Reduces the risk of memory consistency errors.
Using volatile variables reduces the risk of memory consistency errors, because any write to a volatile variable establishes a
"happens-before" relationship with subsequent reads of that same variable. This means that changes to a volatile variable are always visible to other threads.
The technique of reading, writing without memory consistency errors is called atomic action.
An atomic action is one that effectively happens all at once. An atomic action cannot stop in the middle: it either happens completely, or it doesn't happen at all. No side effects of an atomic action are visible until the action is complete.
Below are actions you can specify that are atomic:
Reads and writes are atomic for reference variables and for most
primitive variables (all types except long and double).
Reads and writes are atomic for all variables declared volatile
(including long and double variables).
Cheers!
Volatile does following.
1> Read and write of volatile variables by different threads are always from memory, not from thread's own cache or cpu register. So each thread always deals with the latest value.
2> When 2 different threads work with same instance or static variables in heap, one may see other's actions as out of order. See jeremy manson's blog on this. But volatile helps here.
Following fully running code shows how a number of threads can execute in predefined order and print outputs without using synchronized keyword.
thread 0 prints 0
thread 1 prints 1
thread 2 prints 2
thread 3 prints 3
thread 0 prints 0
thread 1 prints 1
thread 2 prints 2
thread 3 prints 3
thread 0 prints 0
thread 1 prints 1
thread 2 prints 2
thread 3 prints 3
To achieve this we may use the following full fledged running code.
public class Solution {
static volatile int counter = 0;
static int print = 0;
public static void main(String[] args) {
// TODO Auto-generated method stub
Thread[] ths = new Thread[4];
for (int i = 0; i < ths.length; i++) {
ths[i] = new Thread(new MyRunnable(i, ths.length));
ths[i].start();
}
}
static class MyRunnable implements Runnable {
final int thID;
final int total;
public MyRunnable(int id, int total) {
thID = id;
this.total = total;
}
#Override
public void run() {
// TODO Auto-generated method stub
while (true) {
if (thID == counter) {
System.out.println("thread " + thID + " prints " + print);
print++;
if (print == total)
print = 0;
counter++;
if (counter == total)
counter = 0;
} else {
try {
Thread.sleep(30);
} catch (InterruptedException e) {
// log it
}
}
}
}
}
}
The following github link has a readme, which gives proper explanation.

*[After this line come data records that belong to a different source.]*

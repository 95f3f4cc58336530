//! Prometheus-kompatible Metriken fuer mediarelay
//!
//! Registrierte Metriken:
//! - `mediarelay_dtls_handshakes_total` – Counter: Abgeschlossene Handshakes
//! - `mediarelay_dtls_peer_certs_accepted_total` – Counter: Akzeptierte Peer-Zertifikate
//! - `mediarelay_dtls_peer_certs_rejected_total` – Counter: Abgelehnte Peer-Zertifikate (grund)
//! - `mediarelay_dtls_session_init_failures_total` – Counter: Fehlgeschlagene Session-Initialisierungen
//! - `mediarelay_dtls_buffer_overflows_total` – Counter: Verworfene Ausgangspuffer
//! - `mediarelay_dtls_datagrams_sent_total` – Counter: Gesendete DTLS-Datagramme
//! - `mediarelay_dtls_send_errors_total` – Counter: Fehlgeschlagene Sendeversuche
//! - `mediarelay_dtls_sent_bytes` – Histogram: Groesse gesendeter Datagramme

use anyhow::Result;
use axum::{response::IntoResponse, routing::get, Router};
use prometheus::{
    Encoder, Histogram, HistogramOpts, IntCounter, IntCounterVec, Opts, Registry, TextEncoder,
};
use std::sync::Arc;

/// Alle DTLS-Metriken des Relays
#[derive(Clone)]
pub struct DtlsMetrics {
    pub registry: Arc<Registry>,

    // Handshake
    pub handshakes_total: IntCounter,
    pub peer_certs_accepted_total: IntCounter,
    pub peer_certs_rejected_total: IntCounterVec,
    pub session_init_failures_total: IntCounter,

    // Transport
    pub buffer_overflows_total: IntCounter,
    pub datagrams_sent_total: IntCounter,
    pub send_errors_total: IntCounter,
    pub sent_bytes: Histogram,
}

impl DtlsMetrics {
    /// Erstellt und registriert alle Metriken in einer neuen Registry
    pub fn neu() -> Result<Self> {
        let registry = Registry::new();

        // --- Handshake-Metriken ---
        let handshakes_total = IntCounter::with_opts(Opts::new(
            "mediarelay_dtls_handshakes_total",
            "Anzahl abgeschlossener DTLS-Handshakes",
        ))?;
        registry.register(Box::new(handshakes_total.clone()))?;

        let peer_certs_accepted_total = IntCounter::with_opts(Opts::new(
            "mediarelay_dtls_peer_certs_accepted_total",
            "Anzahl akzeptierter Peer-Zertifikate",
        ))?;
        registry.register(Box::new(peer_certs_accepted_total.clone()))?;

        let peer_certs_rejected_total = IntCounterVec::new(
            Opts::new(
                "mediarelay_dtls_peer_certs_rejected_total",
                "Anzahl abgelehnter Peer-Zertifikate",
            ),
            &["grund"],
        )?;
        registry.register(Box::new(peer_certs_rejected_total.clone()))?;

        let session_init_failures_total = IntCounter::with_opts(Opts::new(
            "mediarelay_dtls_session_init_failures_total",
            "Anzahl fehlgeschlagener DTLS-Session-Initialisierungen",
        ))?;
        registry.register(Box::new(session_init_failures_total.clone()))?;

        // --- Transport-Metriken ---
        let buffer_overflows_total = IntCounter::with_opts(Opts::new(
            "mediarelay_dtls_buffer_overflows_total",
            "Anzahl verworfener Ausgangspuffer ueber der Sicherheitsgrenze",
        ))?;
        registry.register(Box::new(buffer_overflows_total.clone()))?;

        let datagrams_sent_total = IntCounter::with_opts(Opts::new(
            "mediarelay_dtls_datagrams_sent_total",
            "Anzahl gesendeter DTLS-Datagramme",
        ))?;
        registry.register(Box::new(datagrams_sent_total.clone()))?;

        let send_errors_total = IntCounter::with_opts(Opts::new(
            "mediarelay_dtls_send_errors_total",
            "Anzahl fehlgeschlagener Sendeversuche",
        ))?;
        registry.register(Box::new(send_errors_total.clone()))?;

        let sent_bytes = Histogram::with_opts(
            HistogramOpts::new(
                "mediarelay_dtls_sent_bytes",
                "Groesse gesendeter DTLS-Datagramme in Bytes",
            )
            .buckets(vec![64.0, 128.0, 256.0, 512.0, 1024.0, 1500.0, 4096.0, 16384.0, 65536.0]),
        )?;
        registry.register(Box::new(sent_bytes.clone()))?;

        Ok(Self {
            registry: Arc::new(registry),
            handshakes_total,
            peer_certs_accepted_total,
            peer_certs_rejected_total,
            session_init_failures_total,
            buffer_overflows_total,
            datagrams_sent_total,
            send_errors_total,
            sent_bytes,
        })
    }

    /// Exportiert alle Metriken im Prometheus-Textformat
    pub fn exportieren(&self) -> Result<String> {
        let encoder = TextEncoder::new();
        let metric_families = self.registry.gather();
        let mut buffer = Vec::new();
        encoder.encode(&metric_families, &mut buffer)?;
        Ok(String::from_utf8(buffer)?)
    }
}

/// Axum-Router fuer den `/metrics`-Endpunkt
pub fn metrics_router(metriken: DtlsMetrics) -> Router {
    Router::new()
        .route("/metrics", get(metrics_handler))
        .with_state(metriken)
}

async fn metrics_handler(
    axum::extract::State(metriken): axum::extract::State<DtlsMetrics>,
) -> impl IntoResponse {
    match metriken.exportieren() {
        Ok(text) => (
            axum::http::StatusCode::OK,
            [(
                axum::http::header::CONTENT_TYPE,
                "text/plain; version=0.0.4",
            )],
            text,
        )
            .into_response(),
        Err(err) => {
            tracing::error!("Metriken-Export fehlgeschlagen: {err}");
            axum::http::StatusCode::INTERNAL_SERVER_ERROR.into_response()
        }
    }
}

https://github.com/sankar4git/volatile_thread_ordering
From oracle documentation page, the need for volatile variable arises to fix memory consistency issues:
Using volatile variables reduces the risk of memory consistency errors, because any write to a volatile variable establishes a happens-before relationship with subsequent reads of that same variable.
This means that changes to a volatile variable are always visible to other threads. It also means that when a thread reads a volatile variable, it sees not just the latest change to the volatile, but also the side effects of the code that led up the change.

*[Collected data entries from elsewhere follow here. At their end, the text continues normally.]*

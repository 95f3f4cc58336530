//! Fehlertypen fuer das Kryptografie-Subsystem
//!
//! OpenSSL-Fehler werden hier in eigene Varianten uebersetzt und verlassen
//! das Crate nie als `ErrorStack`.

use thiserror::Error;

/// Fehler im Kryptografie-Subsystem
#[derive(Debug, Error)]
pub enum CryptoError {
    #[error("Zertifikat-Generierung fehlgeschlagen: {0}")]
    ZertifikatGenerierung(String),

    #[error("Unbekannte Hashfunktion: {0}")]
    UnbekannteHashFunktion(String),

    #[error("Ungueltige Digest-Laenge fuer {algorithmus}: erwartet {erwartet}, erhalten {erhalten}")]
    UngueltigeDigestLaenge {
        algorithmus: &'static str,
        erwartet: usize,
        erhalten: usize,
    },

    #[error("Ungueltiger Fingerprint: {0}")]
    UngueltigerFingerprint(String),

    #[error("DTLS-Kontext konnte nicht aufgebaut werden: {0}")]
    KontextAufbau(String),

    #[error("DTLS-Ausgangspuffer uebergelaufen: {ausstehend} Bytes (Grenze {grenze})")]
    PufferUeberlauf { ausstehend: usize, grenze: usize },

    #[error("DTLS-Session nicht initialisiert")]
    NichtInitialisiert,

    #[error("DTLS-Session noch nicht verbunden")]
    NichtVerbunden,

    #[error("Kein SRTP-Profil ausgehandelt")]
    KeinSrtpProfil,

    #[error("Schluesselexport fehlgeschlagen: {0}")]
    Schluesselexport(String),

    #[error("TLS-Fehler: {0}")]
    Tls(String),

    #[error("Konfigurationsfehler: {0}")]
    Konfiguration(#[from] mediarelay_core::RelayError),
}

impl From<openssl::error::ErrorStack> for CryptoError {
    fn from(e: openssl::error::ErrorStack) -> Self {
        Self::Tls(e.to_string())
    }
}

impl CryptoError {
    /// Fehler aus einem OpenSSL-Fehlerstapel beim Kontextaufbau
    pub(crate) fn kontext(e: openssl::error::ErrorStack) -> Self {
        Self::KontextAufbau(fehlergrund(&e))
    }
}

/// Liefert den Grund des letzten OpenSSL-Fehlers im Stapel
pub(crate) fn fehlergrund(e: &openssl::error::ErrorStack) -> String {
    e.errors()
        .last()
        .and_then(|err| err.reason())
        .map(str::to_string)
        .unwrap_or_else(|| e.to_string())
}

pub type CryptoResult<T> = Result<T, CryptoError>;
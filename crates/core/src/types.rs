//! Gemeinsame Identifikationstypen fuer mediarelay
//!
//! IDs verwenden das Newtype-Pattern um Verwechslungen zur Compilezeit
//! auszuschliessen.

use serde::{Deserialize, Serialize};
use std::net::{IpAddr, SocketAddr};
use uuid::Uuid;

/// Eindeutige ID eines Media-Streams
#[derive(Debug, Clone, Copy, PartialEq, Eq, Hash, Serialize, Deserialize)]
pub struct StreamId(pub Uuid);

impl StreamId {
    /// Erstellt eine neue zufaellige StreamId
    pub fn new() -> Self {
        Self(Uuid::new_v4())
    }
}

impl Default for StreamId {
    fn default() -> Self {
        Self::new()
    }
}

impl std::fmt::Display for StreamId {
    fn fmt(&self, f: &mut std::fmt::Formatter<'_>) -> std::fmt::Result {
        write!(f, "stream:{}", self.0)
    }
}

/// Netzwerk-Endpunkt (IP + Port) eines Streams
#[derive(Debug, Clone, Copy, PartialEq, Eq, Hash, Serialize, Deserialize)]
pub struct Endpunkt {
    pub ip: IpAddr,
    pub port: u16,
}

impl Endpunkt {
    pub fn neu(ip: IpAddr, port: u16) -> Self {
        Self { ip, port }
    }

    pub fn socket_addr(&self) -> SocketAddr {
        SocketAddr::new(self.ip, self.port)
    }
}

impl From<SocketAddr> for Endpunkt {
    fn from(addr: SocketAddr) -> Self {
        Self::neu(addr.ip(), addr.port())
    }
}

impl std::fmt::Display for Endpunkt {
    fn fmt(&self, f: &mut std::fmt::Formatter<'_>) -> std::fmt::Result {
        write!(f, "{}", self.socket_addr())
    }
}

/// DTLS-Rolle eines Streams, von der Signalisierung ausgehandelt
///
/// `Aktiv` initiiert den Handshake (Client), `Passiv` antwortet (Server).
#[derive(Debug, Clone, Copy, PartialEq, Eq, Hash, Serialize, Deserialize)]
#[serde(rename_all = "lowercase")]
pub enum DtlsRolle {
    Aktiv,
    Passiv,
}

impl DtlsRolle {
    pub fn ist_aktiv(&self) -> bool {
        matches!(self, Self::Aktiv)
    }
}

impl std::fmt::Display for DtlsRolle {
    fn fmt(&self, f: &mut std::fmt::Formatter<'_>) -> std::fmt::Result {
        match self {
            Self::Aktiv => f.write_str("aktiv"),
            Self::Passiv => f.write_str("passiv"),
        }
    }
}

#[cfg(test)]
mod tests {
    use super::*;

    #[test]
    fn stream_id_eindeutig() {
        let a = StreamId::new();
        let b = StreamId::new();
        assert_ne!(a, b, "Zwei neue StreamIds muessen verschieden sein");
    }

    #[test]
    fn stream_id_display() {
        let id = StreamId(Uuid::nil());
        assert!(id.to_string().starts_with("stream:"));
    }

    #[test]
    fn endpunkt_aus_socket_addr() {
        let addr: SocketAddr = "192.0.2.10:40000".parse().unwrap();
        let ep = Endpunkt::from(addr);
        assert_eq!(ep.port, 40000);
        assert_eq!(ep.socket_addr(), addr);
        assert_eq!(ep.to_string(), "192.0.2.10:40000");
    }

    #[test]
    fn rolle_ist_serde_kompatibel() {
        let json = serde_json::to_string(&DtlsRolle::Passiv).unwrap();
        assert_eq!(json, "\"passiv\"");
        let rolle: DtlsRolle = serde_json::from_str("\"aktiv\"").unwrap();
        assert!(rolle.ist_aktiv());
    }
}
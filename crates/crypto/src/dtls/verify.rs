//! Peer-Verifikation ueber den signalisierten Fingerprint
//!
//! Der Fingerprint-Vergleich ist die einzige Authentifizierung der Session:
//! es findet keine CA-Kettenpruefung statt. Der Callback haelt eine schwache
//! Referenz auf den Fingerprint-Slot des besitzenden Streams; ist der Stream
//! verschwunden, wird abgelehnt.

use std::sync::{Arc, Weak};

use openssl::x509::X509StoreContextRef;
use parking_lot::{Mutex, RwLock};

use crate::fingerprint::Fingerprint;

/// Erwarteter Peer-Fingerprint eines Streams, von der Signalisierung gesetzt
pub type FingerprintSlot = Arc<RwLock<Option<Fingerprint>>>;

/// Ergebnis einer Zertifikatspruefung
#[derive(Debug, Clone, Copy, PartialEq, Eq)]
pub enum PruefErgebnis {
    Akzeptiert,
    Abgelehnt(AblehnGrund),
}

#[derive(Debug, Clone, Copy, PartialEq, Eq)]
pub enum AblehnGrund {
    /// Handshake-Kontext gehoert zu keinem gueltigen Stream mehr
    KeinStream,
    /// Signalisierung hat noch keinen Fingerprint geliefert
    KeinFingerprint,
    /// Peer hat kein (lesbares) Zertifikat praesentiert
    KeinZertifikat,
    /// Digest stimmt nicht mit dem erwarteten Fingerprint ueberein
    Abweichung,
}

impl PruefErgebnis {
    pub fn ist_akzeptiert(&self) -> bool {
        matches!(self, Self::Akzeptiert)
    }
}

impl AblehnGrund {
    /// Kurzname fuer Logs und Metrik-Labels
    pub fn als_str(&self) -> &'static str {
        match self {
            Self::KeinStream => "kein_stream",
            Self::KeinFingerprint => "kein_fingerprint",
            Self::KeinZertifikat => "kein_zertifikat",
            Self::Abweichung => "abweichung",
        }
    }
}

/// Prueft ein DER-kodiertes Peer-Zertifikat gegen den erwarteten Fingerprint
///
/// Akzeptiert genau dann, wenn der Digest unter der Hashfunktion des
/// erwarteten Fingerprints Byte fuer Byte uebereinstimmt.
pub fn zertifikat_pruefen(erwartet: Option<&Fingerprint>, zertifikat_der: &[u8]) -> PruefErgebnis {
    let Some(erwartet) = erwartet else {
        return PruefErgebnis::Abgelehnt(AblehnGrund::KeinFingerprint);
    };

    let berechnet = erwartet.hash_funktion().digest(zertifikat_der);
    let soll = erwartet.digest();

    if berechnet.len() != soll.len() || !openssl::memcmp::eq(&berechnet, soll) {
        return PruefErgebnis::Abgelehnt(AblehnGrund::Abweichung);
    }

    PruefErgebnis::Akzeptiert
}

/// Protokoll der Pruefergebnisse einer Session (wird vom Treiber abgeholt)
pub(crate) type PruefProtokoll = Arc<Mutex<Vec<PruefErgebnis>>>;

/// Baut den Verify-Callback fuer den SSL-Kontext einer Session
pub(crate) fn callback_bauen(
    slot: Weak<RwLock<Option<Fingerprint>>>,
    kennung: String,
    protokoll: PruefProtokoll,
) -> impl Fn(bool, &mut X509StoreContextRef) -> bool + Send + Sync + 'static {
    move |_vorpruefung, store| {
        let ergebnis = match slot.upgrade() {
            None => PruefErgebnis::Abgelehnt(AblehnGrund::KeinStream),
            Some(slot) => match store.current_cert().map(|cert| cert.to_der()) {
                Some(Ok(der)) => zertifikat_pruefen(slot.read().as_ref(), &der),
                _ => PruefErgebnis::Abgelehnt(AblehnGrund::KeinZertifikat),
            },
        };

        match ergebnis {
            PruefErgebnis::Akzeptiert => {
                tracing::info!(stream = %kennung, "Peer-Zertifikat akzeptiert");
            }
            PruefErgebnis::Abgelehnt(grund) => {
                tracing::warn!(
                    stream = %kennung,
                    grund = grund.als_str(),
                    "Peer-Zertifikat abgelehnt"
                );
            }
        }

        protokoll.lock().push(ergebnis);
        ergebnis.ist_akzeptiert()
    }
}

// ---------------------------------------------------------------------------
// Tests
// ---------------------------------------------------------------------------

As explained in Peter Parker answer, in absence of volatile modifier, each thread's stack may have their own copy of variable. By making the variable as volatile, memory consistency issues have been fixed.
Have a look at jenkov tutorial page for better understanding.
Have a look at related SE question for some more details on volatile & use cases to use volatile:
Difference between volatile and synchronized in Java
One practical use case:
You have many threads, which need to print current time in a particular format for example : java.text.SimpleDateFormat("HH-mm-ss"). Yon can have one class, which converts current time into SimpleDateFormat and updated the variable for every one second. All other threads can simply use this volatile variable to print current time in log files.
Volatile Variables are light-weight synchronization. When visibility of latest data among all threads is requirement and atomicity can be compromised , in such situations Volatile Variables must be preferred. Read on volatile variables always return most recent write done by any thread since they are neither cached in registers nor in caches where other processors can not see. Volatile is Lock-Free. I use volatile, when scenario meets criteria as mentioned above.
volatile variable is basically used for instant update (flush) in main shared cache line once it updated, so that changes reflected to all worker threads immediately.
If you have a multithread system and these multiple threads work on some shared data, those threads will load data in their own cache. If we do not lock the resource, any change made in one thread is NOT gonna be available in another thread.
With a locking mechanism, we add read/write access to the data source. If one thread modifies the data source, that data will be stored in the main memory instead of in its cache. When others threads need this data, they will read it from the main memory. This will increase the latency dramatically.
To reduce the latency, we declare variables as volatile. It means that whenever the value of the variable is modified in any of the processors, the other threads will be forced to read it. It still has some delays but better than reading from the main memory.
Below is a very simple code to demonstrate the requirement of volatile for variable which is used to control the Thread execution from other thread (this is one scenario where volatile is required).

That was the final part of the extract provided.